Did your friend get a dog related to the mother of this litter, or are the dogs unrelated? Just looking at k9 data which is not necessarily updated, neither parent has a within one year eye clearance. On the mother's maternal side very few hip clearances... If you want to see if there are more recent eye clearances, you can look on www.offa.org or CERF, or ask the breeder. The mother, also has very few dogs with any kind of titles in her pedigree. So my question to the breeder would be why are you breeding these dogs?


----------



## Sally's Mom (Sep 20, 2010)

In layman's terms, the father has OFA Good hips, OFA clear elbows, CERF eye clearance from 2009, and a practitioner cardiac clearance. The mom is OFA good hips, OFA clear elbows, CERF eye clearance from 2009, and a practitioner cardiac clearance. CGC= Canine Good Citizen, TDI= therapy dog international. In my opinion, the father's bloodlines are far superior to the mother's.

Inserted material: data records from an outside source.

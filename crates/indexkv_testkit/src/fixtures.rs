//! Sample records and collection helpers.

use indexkv_core::{CollectionConfig, FieldValue, Index, IndexedCollection, Record};
use indexkv_storage::InMemoryStore;
use serde::{Deserialize, Serialize};
use std::sync::{Arc, Once};
use tracing_subscriber::EnvFilter;

/// A record with one field of every indexable type.
#[derive(Debug, Clone, PartialEq, Serialize, Deserialize)]
pub struct User {
    /// Identifier.
    pub id: String,
    /// Free-form tag.
    pub tag: String,
    /// Creation time.
    pub created: i64,
    /// Score.
    pub score: f64,
    /// Active flag.
    pub active: bool,
}

impl User {
    /// Creates a user with empty fields.
    pub fn new(id: impl Into<String>) -> Self {
        Self {
            id: id.into(),
            tag: String::new(),
            created: 0,
            score: 0.0,
            active: false,
        }
    }

    /// Sets the tag.
    #[must_use]
    pub fn with_tag(mut self, tag: impl Into<String>) -> Self {
        self.tag = tag.into();
        self
    }

    /// Sets the creation time.
    #[must_use]
    pub fn with_created(mut self, created: i64) -> Self {
        self.created = created;
        self
    }

    /// Sets the score.
    #[must_use]
    pub fn with_score(mut self, score: f64) -> Self {
        self.score = score;
        self
    }

    /// Sets the active flag.
    #[must_use]
    pub fn with_active(mut self, active: bool) -> Self {
        self.active = active;
        self
    }
}

impl Record for User {
    fn id(&self) -> &str {
        &self.id
    }

    fn field(&self, name: &str) -> Option<FieldValue> {
        match name {
            "tag" => Some(self.tag.as_str().into()),
            "created" => Some(self.created.into()),
            "score" => Some(self.score.into()),
            "active" => Some(self.active.into()),
            _ => None,
        }
    }
}

/// A blog post keyed by slug and creation time.
#[derive(Debug, Clone, PartialEq, Serialize, Deserialize)]
pub struct Post {
    /// Identifier.
    pub id: String,
    /// URL slug, unique per collection.
    pub slug: String,
    /// Title.
    pub title: String,
    /// Creation time.
    pub created: i64,
}

impl Record for Post {
    fn id(&self) -> &str {
        &self.id
    }

    fn field(&self, name: &str) -> Option<FieldValue> {
        match name {
            "slug" => Some(self.slug.as_str().into()),
            "title" => Some(self.title.as_str().into()),
            "created" => Some(self.created.into()),
            _ => None,
        }
    }
}

/// The indexes a blog uses: unique slugs and newest-first listing.
pub fn post_indexes() -> Vec<Index> {
    vec![
        Index::by_equality("slug").unique(),
        Index::by_equality("created").descending(),
    ]
}

/// Returns a fresh random namespace.
pub fn unique_namespace() -> String {
    uuid::Uuid::new_v4().to_string()
}

/// Returns a fresh random record id.
pub fn new_id() -> String {
    uuid::Uuid::new_v4().to_string()
}

/// Creates a collection over a fresh in-memory store.
///
/// The store is returned too, for inspecting raw entries.
pub fn memory_collection<T: Record>(
    namespace: &str,
    indexes: Vec<Index>,
) -> (Arc<InMemoryStore>, IndexedCollection<T, Arc<InMemoryStore>>) {
    let store = Arc::new(InMemoryStore::new());
    let collection = IndexedCollection::new(
        Arc::clone(&store),
        CollectionConfig::new(namespace),
        indexes,
    )
    .expect("Failed to create collection");
    (store, collection)
}

static TRACING: Once = Once::new();

/// Installs a test-friendly tracing subscriber once per process.
///
/// Filtering follows `RUST_LOG`, defaulting to `warn`.
pub fn init_tracing() {
    TRACING.call_once(|| {
        let filter = EnvFilter::try_from_default_env().unwrap_or_else(|_| EnvFilter::new("warn"));
        let _ = tracing_subscriber::fmt()
            .with_env_filter(filter)
            .with_test_writer()
            .try_init();
    });
}
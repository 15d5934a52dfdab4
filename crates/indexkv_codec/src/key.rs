//! Physical key composition.
//!
//! A physical key is `namespace SEP label SEP value SEP id`. Each component
//! is escaped so that it can hold arbitrary bytes:
//!
//! - `0x00` in a component becomes `0x00 0x01`
//! - `SEP` is `0x00 0x00`
//!
//! `SEP` compares below any escaped byte sequence, so a component sorts
//! before every extension of itself and ordering of the value component
//! carries over to the whole key. No component can contain `SEP`.

use crate::error::{CodecError, CodecResult};

/// Separator between key components.
pub const SEPARATOR: [u8; 2] = [0x00, 0x00];

/// Second byte of an escaped `0x00`.
const ESCAPE_BYTE: u8 = 0x01;

/// Appends `component` to `buf`, escaping `0x00`.
pub fn escape_into(component: &[u8], buf: &mut Vec<u8>) {
    for &byte in component {
        if byte == 0x00 {
            buf.push(0x00);
            buf.push(ESCAPE_BYTE);
        } else {
            buf.push(byte);
        }
    }
}

/// Builds a prefix from the given components, each followed by [`SEPARATOR`].
#[must_use]
pub fn compose(components: &[&[u8]]) -> Vec<u8> {
    let capacity = components.iter().map(|c| c.len() + 2).sum();
    let mut buf = Vec::with_capacity(capacity);
    for component in components {
        escape_into(component, &mut buf);
        buf.extend_from_slice(&SEPARATOR);
    }
    buf
}

/// Builds the full physical key of one index entry.
#[must_use]
pub fn compose_key(namespace: &str, label: &str, value: &[u8], id: &str) -> Vec<u8> {
    let mut buf = compose(&[namespace.as_bytes(), label.as_bytes(), value]);
    escape_into(id.as_bytes(), &mut buf);
    buf
}

/// Builds a scan prefix.
///
/// With a value, the prefix covers every entry holding exactly that value.
/// Without one, it covers the whole index.
#[must_use]
pub fn compose_prefix_key(namespace: &str, label: &str, value: Option<&[u8]>) -> Vec<u8> {
    match value {
        Some(value) => compose(&[namespace.as_bytes(), label.as_bytes(), value]),
        None => compose(&[namespace.as_bytes(), label.as_bytes()]),
    }
}

/// Splits a key back into its unescaped components.
///
/// # Errors
///
/// Returns [`CodecError::MalformedKey`] on an invalid escape sequence.
pub fn split_key(key: &[u8]) -> CodecResult<Vec<Vec<u8>>> {
    let mut components = Vec::new();
    let mut current = Vec::new();
    let mut i = 0;

    while i < key.len() {
        if key[i] == 0x00 {
            match key.get(i + 1) {
                Some(0x00) => components.push(std::mem::take(&mut current)),
                Some(&ESCAPE_BYTE) => current.push(0x00),
                Some(other) => {
                    return Err(CodecError::malformed_key(format!(
                        "invalid escape sequence 0x00 0x{other:02x} at offset {i}"
                    )))
                }
                None => return Err(CodecError::malformed_key("truncated escape sequence")),
            }
            i += 2;
        } else {
            current.push(key[i]);
            i += 1;
        }
    }

    components.push(current);
    Ok(components)
}

/// Returns the last component of a full key, the record id.
///
/// # Errors
///
/// Returns [`CodecError::MalformedKey`] if the key is not valid escaped
/// text or has fewer than four components.
pub fn key_id(key: &[u8]) -> CodecResult<String> {
    let mut components = split_key(key)?;
    if components.len() < 4 {
        return Err(CodecError::malformed_key(format!(
            "expected 4 components, found {}",
            components.len()
        )));
    }
    let id = components.pop().unwrap_or_default();
    String::from_utf8(id).map_err(|_| CodecError::malformed_key("id is not valid UTF-8"))
}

And my pet peeve is practitioner cardiac clearances... I am a GP veterinarian as is my husband. I still take my dogs to the cardiologist for heart clearances. I am a member of the GRCA and that is one of their recommendations.


----------



## JMRK (Mar 9, 2011)

smartblondes.biz would you be willing to check it out and give me an honest opinion? Our friends dog has the same father but different mother. We really liked the red of the mother that is why we chose this litter.

Thanks


----------



## jwemt81 (Aug 20, 2008)

JMRK said:


> smartblondes.biz would you be willing to check it out and give me an honest opinion? Our friends dog has the same father but different mother. We really liked the red of the mother that is why we chose this litter.
> 
> Thanks


Please, please don't choose a breeder/litter strictly based on color. It's totally fine to have a color preference, but there are so many significantly more important factors. I agree that the father has a much better blood line than the mother, but both parents CERF (eye) clearances are outdated. The CERF clearance needs to be renewed once a year and their last CERF exams were in 2009. I also looked at their web site and I am very much turned off by the fact that they are having multiple litters at once. I'm not so sure I personally would go with this breeder.....


----------



## Svan (Mar 2, 2011)

Hi,

I would give this breeder a definite miss. There is only one reason to breed & that's to improve the breed. Anyone breeding for a different reason is a puppy mill. 

There are only two reasons why this "breeder" would give you an eye certificate from 2009;
A) they don't know anything about the breed & should therefore not be breeding
B) they know people who don't know much about buying a pup might have heard somewhere that eyes need to be tested, but won't know this is an annual requirement. In this case the breeder is dodgy as well as having no business breeding. 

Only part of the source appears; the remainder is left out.